In this post we'll write a Python to C compiler in Python. This is especially easy to do since Python has a builtin parser library and because a number of CPython internals are exposed for extension writers.
By the end of this post, in a few hundred lines of Python, we'll be able to compile and run the following program:
$ cat tests/recursive_fib.py
def fib(n):
if n == 0 or n == 1:
return n
return fib(n - 1) + fib(n - 2)
def main():
print(fib(40))
$ python3 pyc tests/recursive_fib.py
$ ./bin/a.out
102334155
This post implements an extremely small subset of Python and completely gives up on even trying to manage memory because I cannot fathom manual reference counting. Maybe some day I'll find a way to swap in an easy GC like Boehm.
Source code for this project is available on Github.
Dependencies
We'll need Python3, GCC, libpython3, and clang-format.
On Fedora-based systems:
$ sudo dnf install gcc python3-devel clang-format python3
And on Debian-based systems:
$ sudo apt install gcc python3-dev clang-format python3
This program will likely work as well on Windows, Mac, FreeBSD, etc. but I haven't gone through the trouble of testing this (or providing custom compiler directives). Pull requests welcome!
A hand-written first-pass
Before we get into the compiler, let's write the fibonacci program by hand in C using libpython.

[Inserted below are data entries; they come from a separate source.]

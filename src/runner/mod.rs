//! Runner module - Execution abstraction layer
//!
//! Every external program the trial pipeline touches (`git`, `make`, the style
//! checker, the per-project `test.sh` / `cleanup.sh` scripts) goes through the
//! single `Runner` trait defined here:
//! - `CommandSpec` describes what to run: program, arguments, working directory, timeout
//! - `RunOutcome` carries the merged stdout/stderr and how the process ended
//! - `HostRunner` executes directly on the host
//!
//! The runner module does NOT:
//! - Decide whether a step passed or failed
//! - Write anything into the trial log

pub mod host;

use anyhow::Result;
use async_trait::async_trait;
use std::path::{Path, PathBuf};
use std::time::Duration;

/// Command specification for execution
#[derive(Debug, Clone, PartialEq)]
pub struct CommandSpec {
    /// Program path or name
    pub program: String,
    /// Arguments to the program
    pub args: Vec<String>,
    /// Working directory (inherits the server's when unset)
    pub work_dir: Option<PathBuf>,
    /// Wall-clock limit; the process group is killed when it expires
    pub timeout: Option<Duration>,
}

impl CommandSpec {
    pub fn new(program: impl Into<String>) -> Self {
        Self {
            program: program.into(),
            args: Vec::new(),
            work_dir: None,
            timeout: None,
        }
    }

    pub fn with_args(mut self, args: impl IntoIterator<Item = impl Into<String>>) -> Self {
        self.args = args.into_iter().map(|a| a.into()).collect();
        self
    }

    /// Append a single argument
    pub fn arg(mut self, arg: impl Into<String>) -> Self {
        self.args.push(arg.into());
        self
    }

    pub fn with_work_dir(mut self, dir: impl AsRef<Path>) -> Self {
        self.work_dir = Some(dir.as_ref().to_path_buf());
        self
    }

    pub fn with_timeout(mut self, timeout: Duration) -> Self {
        self.timeout = Some(timeout);
        self
    }

    /// Create from a command vector (first element is program, rest are args)
    pub fn from_vec(cmd: &[String]) -> Self {
        let mut iter = cmd.iter();
        let program = iter.next().cloned().unwrap_or_default();
        Self::new(program).with_args(iter.cloned())
    }

    /// Convert to a vector of strings (program + args)
    pub fn to_vec(&self) -> Vec<String> {
        let mut v = vec![self.program.clone()];
        v.extend(self.args.clone());
        v
    }

    /// Shell-like rendering used in log messages
    pub fn display(&self) -> String {
        self.to_vec().join(" ")
    }
}

/// How the process ended (raw, no pass/fail interpretation)
#[derive(Debug, Clone, PartialEq)]
pub enum RunStatus {
    /// Program exited normally with given exit code
    Exited(i32),
    /// Killed by signal
    Signaled(i32),
    /// Wall-clock timeout expired and the process was killed
    TimedOut,
}

impl RunStatus {
    /// Check if execution was successful (exited with code 0)
    pub fn is_success(&self) -> bool {
        matches!(self, RunStatus::Exited(0))
    }
}

/// Outcome of running a program
#[derive(Debug, Clone)]
pub struct RunOutcome {
    /// Execution status
    pub status: RunStatus,
    /// Merged stdout and stderr, in the order the process wrote them.
    /// On timeout this is whatever was written before the kill.
    pub output: String,
    /// Wall-clock time in milliseconds
    pub wall_time_ms: u64,
}

impl RunOutcome {
    /// Check if execution was successful
    pub fn is_success(&self) -> bool {
        self.status.is_success()
    }
}

/// Runner trait for executing programs
#[async_trait]
pub trait Runner: Send + Sync {
    /// Run a command to completion (or timeout).
    ///
    /// Returns `Err` only when the process could not be started or its output
    /// could not be collected; a non-zero exit is an `Ok` outcome.
    async fn run(&self, cmd: &CommandSpec) -> Result<RunOutcome>;
}

// Re-exports
pub use host::HostRunner;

As described in the Python embedding
guide
we'll need to include libpython and initialize it in
our main.c
:
#define PY_SSIZE_T_CLEAN
#include <Python.h>
int main(int argc, char *argv[]) {
Py_Initialize();
return 0;
}
To compile against libpython, we'll use
python3-config installed
as part of python3-devel
to tell us what should be linked
at each step during compilation.
$ gcc -c -o main.o $(python3-config --cflags) main.c
$ gcc $(python3-config --ldflags) main.o
$ ./a.out; echo $?
0
Cool! Now as we think about translating the fibonacci implementation,
we want to keep everything as Python objects for as long as
possible. This means passing and receiving
PyObject* to and from
all functions, and converting all C integers to
PyLong*, a "subtype" of
PyObject*
. You can imagine that everything in Python is
an object
until you operate on it.
For more information on objects in Python, check out the Data model page in Python docs.

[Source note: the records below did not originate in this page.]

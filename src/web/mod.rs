//! Web module - the browser front end
//!
//! - `GET /`, `GET /index`: upload form
//! - `POST /_upload`: save the credentials file, run a trial, show the log
//! - `GET /_kill`: run cleanup.sh for the last trial of this session, then
//!   forget the session
//! - `GET /health`: liveness check
//!
//! The web module does NOT:
//! - Run any external program itself (see `trial`)
//! - Persist sessions; they live in memory until the server stops

mod handlers;
mod pages;
mod session;

use std::path::PathBuf;
use std::sync::Arc;

use anyhow::{Context, Result};
use axum::{
    extract::DefaultBodyLimit,
    routing::{get, post},
    Router,
};
use tracing::info;

use crate::config::Config;
use crate::runner::Runner;
use crate::trial::TrialRunner;
use session::SessionStore;

pub struct AppState {
    pub trials: TrialRunner,
    pub upload_folder: PathBuf,
    pub max_upload_bytes: usize,
    pub sessions: SessionStore,
}

pub type SharedState = Arc<AppState>;

impl AppState {
    pub fn new(
        trials: TrialRunner,
        upload_folder: PathBuf,
        max_upload_bytes: usize,
        max_sessions: usize,
    ) -> Self {
        Self {
            trials,
            upload_folder,
            max_upload_bytes,
            sessions: SessionStore::new(max_sessions),
        }
    }
}

pub fn build_router(state: SharedState) -> Router {
    let body_limit = state.max_upload_bytes;

    Router::new()
        .route("/", get(handlers::index))
        .route("/index", get(handlers::index))
        .route(
            "/_upload",
            post(handlers::upload).layer(DefaultBodyLimit::max(body_limit)),
        )
        .route("/_kill", get(handlers::kill))
        .route("/health", get(handlers::health))
        .with_state(state)
}

/// Start the web server and run until Ctrl+C
pub async fn serve(config: &Config, runner: Arc<dyn Runner>) -> Result<()> {
    let trials = TrialRunner::new(runner, config.trial.clone());
    let state = Arc::new(AppState::new(
        trials,
        config.upload_folder.clone(),
        config.max_upload_bytes,
        config.max_sessions,
    ));
    let app = build_router(state);

    let addr = format!("{}:{}", config.host, config.port);
    let listener = tokio::net::TcpListener::bind(&addr)
        .await
        .with_context(|| format!("Failed to bind to {}", addr))?;
    info!("Auto-Checker listening on http://{}", listener.local_addr()?);

    axum::serve(listener, app)
        .with_graceful_shutdown(shutdown_signal())
        .await
        .context("Server error")?;

    info!("Server shut down");
    Ok(())
}

async fn shutdown_signal() {
    if let Err(e) = tokio::signal::ctrl_c().await {
        tracing::error!("Failed to listen for Ctrl+C: {}", e);
        std::future::pending::<()>().await;
    }
    info!("Shutting down...");
}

To map a C integer to a PyLong*
we use
PyLong_FromLong. To
map in reverse, we use
PyLong_AsLong.
To compare two PyObject*
s we can use
PyObject_RichCompareBool
which will handle the comparison regardless of the type of the two
parameters. Without this helper we'd have to write complex checks to
make sure that the two sides are the same and if they are, unwrap them
into their underlying C value and compare the C value.
We can use PyNumber_Add and PyNumber_Subtract for basic arithmetic, and there are many similar helpers available to us for operations down the line.

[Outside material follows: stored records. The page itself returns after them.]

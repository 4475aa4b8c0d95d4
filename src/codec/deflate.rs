// Deflate backend: delta filter + zlib DEFLATE + Adler-32 trailer.
//
// The compressor runs one single-shot `Finish` pass at best-speed; the
// delta filter has already removed the vertical redundancy, so the cheap
// setting costs little ratio. After the compressed payload a 4-byte
// little-endian Adler-32 of the payload bytes is appended as a trailer.
// Decode strips the trailer, verifies it against a recomputed checksum
// before touching the inflater, then inflates into an exact
// `pitch * height` buffer.
//
// Stream state is allocated once at construction and reset per call, never
// per frame.

use flate2::{Compress, Compression, Decompress, FlushCompress, FlushDecompress, Status};
use log::debug;

use crate::checksum::{TRAILER_LEN, adler32};
use crate::raster::{RasterLayout, SampleWidth};

use super::{
    CodecError, CompressionKind, FrameCodec, FrameOutput, check_compress_input, check_layout,
    filter_decode, filter_encode,
};

pub struct DeflateCodec {
    width: SampleWidth,
    compressor: Compress,
    decompressor: Decompress,
}

impl DeflateCodec {
    pub fn new(width: SampleWidth) -> Self {
        Self {
            width,
            // Zlib wrapper, 32 KiB window, best-speed.
            compressor: Compress::new(Compression::fast(), true),
            decompressor: Decompress::new(true),
        }
    }
}

impl FrameCodec for DeflateCodec {
    fn kind(&self) -> CompressionKind {
        CompressionKind::Deflate
    }

    fn sample_width(&self) -> SampleWidth {
        self.width
    }

    fn compress_frame<'a>(
        &mut self,
        frame: &'a mut [u8],
        layout: RasterLayout,
    ) -> Result<FrameOutput<'a>, CodecError> {
        check_compress_input(frame, &layout)?;
        filter_encode(frame, &layout, self.width);

        let input = &frame[..layout.frame_len()];
        self.compressor.reset();
        let mut out = Vec::with_capacity(input.len() * 2 + TRAILER_LEN);
        loop {
            let consumed = self.compressor.total_in() as usize;
            let status = self
                .compressor
                .compress_vec(&input[consumed..], &mut out, FlushCompress::Finish)
                .map_err(|e| CodecError::CompressionFailed(format!("deflate: {e}")))?;
            match status {
                Status::StreamEnd => break,
                Status::Ok | Status::BufError => out.reserve((input.len() / 2).max(4096)),
            }
        }

        let trailer = adler32(&out);
        out.extend_from_slice(&trailer.to_le_bytes());

        debug!(
            "compressed {} bytes into {} bytes (deflate)",
            input.len(),
            out.len()
        );
        Ok(FrameOutput::owned(out))
    }

    fn decompress_frame<'a>(
        &mut self,
        payload: &'a mut [u8],
        layout: RasterLayout,
    ) -> Result<FrameOutput<'a>, CodecError> {
        check_layout(&layout)?;
        let expected = layout.frame_len();

        if payload.len() <= TRAILER_LEN {
            return Err(CodecError::CorruptInput(format!(
                "deflate payload holds {} bytes, too short for a checksum trailer",
                payload.len()
            )));
        }
        let (body, trailer) = payload.split_at(payload.len() - TRAILER_LEN);
        let stored = u32::from_le_bytes([trailer[0], trailer[1], trailer[2], trailer[3]]);
        let computed = adler32(body);
        if stored != computed {
            return Err(CodecError::ChecksumMismatch {
                expected: stored,
                actual: computed,
            });
        }

        self.decompressor.reset(true);
        // One spare byte so an over-long stream is observable instead of
        // stalling against a full buffer.
        let mut out = Vec::with_capacity(expected + 1);
        loop {
            let consumed = self.decompressor.total_in() as usize;
            let status = self
                .decompressor
                .decompress_vec(&body[consumed..], &mut out, FlushDecompress::Finish)
                .map_err(|e| CodecError::CorruptInput(format!("inflate: {e}")))?;
            match status {
                Status::StreamEnd => break,
                Status::Ok | Status::BufError => {
                    if out.len() > expected {
                        return Err(CodecError::SizeMismatch {
                            expected,
                            actual: out.len(),
                        });
                    }
                    if self.decompressor.total_in() as usize == body.len() {
                        return Err(CodecError::CorruptInput(
                            "truncated deflate stream".into(),
                        ));
                    }
                    // Spare output and unread input but no progress: the
                    // stream is broken, not merely short.
                    if matches!(status, Status::BufError) {
                        return Err(CodecError::CorruptInput("stalled deflate stream".into()));
                    }
                }
            }
        }
        if out.len() != expected {
            return Err(CodecError::SizeMismatch {
                expected,
                actual: out.len(),
            });
        }

        filter_decode(&mut out, &layout, self.width);
        debug!(
            "decompressed {} bytes into {} bytes (deflate)",
            payload.len(),
            expected
        );
        Ok(FrameOutput::owned(out))
    }
}
// Entropy backend: delta filter + static Huffman coding.
//
// The delta filter concentrates the byte histogram around zero, which is
// exactly where a static Huffman coder earns its keep. The compressed
// stream is opaque (128-byte code-length header plus bitstream); the
// transport carries the compressed length and the decoder reconstructs the
// known `pitch * height` bytes.

use log::debug;

use crate::huffman::{self, HuffmanError};
use crate::raster::{RasterLayout, SampleWidth};

use super::{
    CodecError, CompressionKind, FrameCodec, FrameOutput, check_compress_input, check_layout,
    filter_decode, filter_encode,
};

pub struct EntropyCodec {
    width: SampleWidth,
}

impl EntropyCodec {
    pub fn new(width: SampleWidth) -> Self {
        Self { width }
    }
}

impl From<HuffmanError> for CodecError {
    fn from(e: HuffmanError) -> Self {
        CodecError::CorruptInput(format!("huffman: {e}"))
    }
}

impl FrameCodec for EntropyCodec {
    fn kind(&self) -> CompressionKind {
        CompressionKind::Entropy
    }

    fn sample_width(&self) -> SampleWidth {
        self.width
    }

    fn compress_frame<'a>(
        &mut self,
        frame: &'a mut [u8],
        layout: RasterLayout,
    ) -> Result<FrameOutput<'a>, CodecError> {
        check_compress_input(frame, &layout)?;
        filter_encode(frame, &layout, self.width);

        let input = &frame[..layout.frame_len()];
        let out = huffman::compress(input);

        debug!(
            "compressed {} bytes into {} bytes (huffman)",
            input.len(),
            out.len()
        );
        Ok(FrameOutput::owned(out))
    }

    fn decompress_frame<'a>(
        &mut self,
        payload: &'a mut [u8],
        layout: RasterLayout,
    ) -> Result<FrameOutput<'a>, CodecError> {
        check_layout(&layout)?;
        let expected = layout.frame_len();

        let mut out = huffman::decompress(payload, expected)?;

        filter_decode(&mut out, &layout, self.width);
        debug!(
            "decompressed {} bytes into {} bytes (huffman)",
            payload.len(),
            expected
        );
        Ok(FrameOutput::owned(out))
    }
}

Now we can write a translation:
#define PY_SSIZE_T_CLEAN
#include <Python.h>
PyObject* fib(PyObject* n) {
PyObject* zero = PyLong_FromLong(0);
PyObject* one = PyLong_FromLong(1);
if (PyObject_RichCompareBool(n, zero, Py_EQ) || PyObject_RichCompareBool(n, one, Py_EQ)) {
return n;
}
PyObject* left = fib(PyNumber_Subtract(n, one));
PyObject* two = PyLong_FromLong(2);
PyObject* right = fib(PyNumber_Subtract(n, two));
return PyNumber_Add(left, right);
}
int main(int argc, char *argv[]) {
Py_Initialize();
PyObject* res = fib(PyLong_FromLong(7)); // Should be 13
return PyLong_AsLong(res);
}
Compile and run it:
$ gcc -c -o main.o $(python3-config --cflags) main.c
$ gcc $(python3-config --ldflags) main.o
$ ./a.out; echo $?
13
That's great! But we cheated in one place. We assumed that the input
to the fib
function was an integer, and we propagated
that assumption everywhere we wrote PyNumber_*
operations. When we write the compiler, we'll need to check that both
arguments are an integer before we call a numeric helper, otherwise we
may need to call a string concatenation helper or something else
entirely.
Compiler Architecture
We'll break the code into four major parts:
libpyc.c
: helper functions for generated codepyc/context.py
: utilities for scope and writing code in memorypyc/codegen.py
: for generating C code from a Python ASTpyc/__main__.py
: the entrypoint
When I'm writing a new compiler using an existing parser I almost always start with the entrypoint and code generator so I can explore the AST. However, it's easiest to explain the code if we start with the utilities first.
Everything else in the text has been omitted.